When you take it as a given that the answer to a crime problem is further restriction of individual rights, when you take away right X and it doesn't solve the problem, you have a choice to make: either a) re-evaluated your starting assumptions and consider revisiting whether right X should be returned; or b) decide that taking away just a few more rights will finally start getting results. Since most people - particularly the kind of people who climb to the top of the political heap - don't like to admit that they were wrong in their prior thinking, choice "b" totally dominates as a preference. Lather, rinse, repeat.
 
There is a world wide ban on something. It will never change a thing. If someone has intent to do harm to a person or a group of people. That evil rotten bastard will find a way to do it. Just look at the prison system. Weapons all the time being made and used to do harm. Cant shoot, knife someone. Hell run em over with a car or moving truck. We live in an insane society. Best we can hope for is to be prepared and alert to our surroundings.
 
Reading the article it looks like they are looking for people carrying knives, screwdrivers, straight razors and broken bottles.
You can be reported if you look suspicious when buying knives or hammers. Maybe if you buy 3 knives and a hammer it may be reported as a straw purchase.
This is out of control. I remember a case where a guy defended himself during a robbery. The attacker was killed and he was the one in trouble
 
The way British self-defense law works, if someone surprises you in your home, and as an instinctive response you pick up a lamp, cricket stick, hammer, knife, etc., and it's a panicked reaction of the moment, you're in the clear.

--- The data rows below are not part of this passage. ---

use std::fs;
use std::path::{Path, PathBuf};

use anyhow::{Context, Result};
use quick_xml::events::{BytesStart, Event};
use quick_xml::Reader;

use downdate_core::{path_exists, UpdateFile};

/// Parses the declarative replacement list.
///
/// Destinations must exist on the live filesystem; there is nothing safe
/// to downgrade otherwise. A source that does not exist is resolved later
/// from the component archive.
pub fn parse_config_xml(path: &Path) -> Result<Vec<UpdateFile>> {
    let text = fs::read_to_string(path)
        .with_context(|| format!("failed reading config: {}", path.display()))?;
    let mut reader = Reader::from_str(&text);
    let mut update_files = Vec::new();

    loop {
        match reader.read_event() {
            Ok(Event::Start(element) | Event::Empty(element)) => {
                if element.name().local_name().as_ref() != b"UpdateFile" {
                    continue;
                }
                update_files.push(parse_update_file_element(&element, path)?);
            }
            Ok(Event::Eof) => break,
            Ok(_) => {}
            Err(err) => {
                return Err(err)
                    .with_context(|| format!("failed parsing config: {}", path.display()))
            }
        }
    }

    Ok(update_files)
}

fn parse_update_file_element(element: &BytesStart<'_>, config_path: &Path) -> Result<UpdateFile> {
    let destination = PathBuf::from(required_attribute(element, "destination", config_path)?);
    if !path_exists(&destination) {
        anyhow::bail!(
            "destination-missing: the file to update {} does not exist",
            destination.display()
        );
    }

    let source = PathBuf::from(required_attribute(element, "source", config_path)?);
    let needs_resolution = !path_exists(&source);
    Ok(UpdateFile::new(source, destination, needs_resolution))
}

fn required_attribute(element: &BytesStart<'_>, name: &str, config_path: &Path) -> Result<String> {
    let attribute = element
        .try_get_attribute(name)
        .with_context(|| format!("failed parsing config: {}", config_path.display()))?
        .with_context(|| {
            format!(
                "config {} has an UpdateFile entry without a '{name}' attribute",
                config_path.display()
            )
        })?;
    let value = attribute
        .unescape_value()
        .with_context(|| format!("failed parsing config: {}", config_path.display()))?;
    Ok(value.into_owned())
}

If you pick up that hammer, as a planned self-defense response, other circumstances don't matter, it's a felony.

If you happen to have a baseball bat, lacrosse stick, or any other sporting equipment lying about, and it becomes part of a self-defense scenario, you better be able to prove you're part of an organized sports program.

Much of the British Isles: Scotland, Wales, Northern Ireland, is conquered ground, and the idea that these people can be trusted with weapons is an anathema to the government. After the Russian revolution in '17, the British government was terrified their country would go the same way, and to retain power they felt the need to keep the working classes disarmed.
 
Wow. Hail Hydra I guess.

At some point they'll have to ban hands and feet
Nah, they won't ban them, they'll just implant micro chips in children's spinal chords that won't allow them to make a fist, or kick things.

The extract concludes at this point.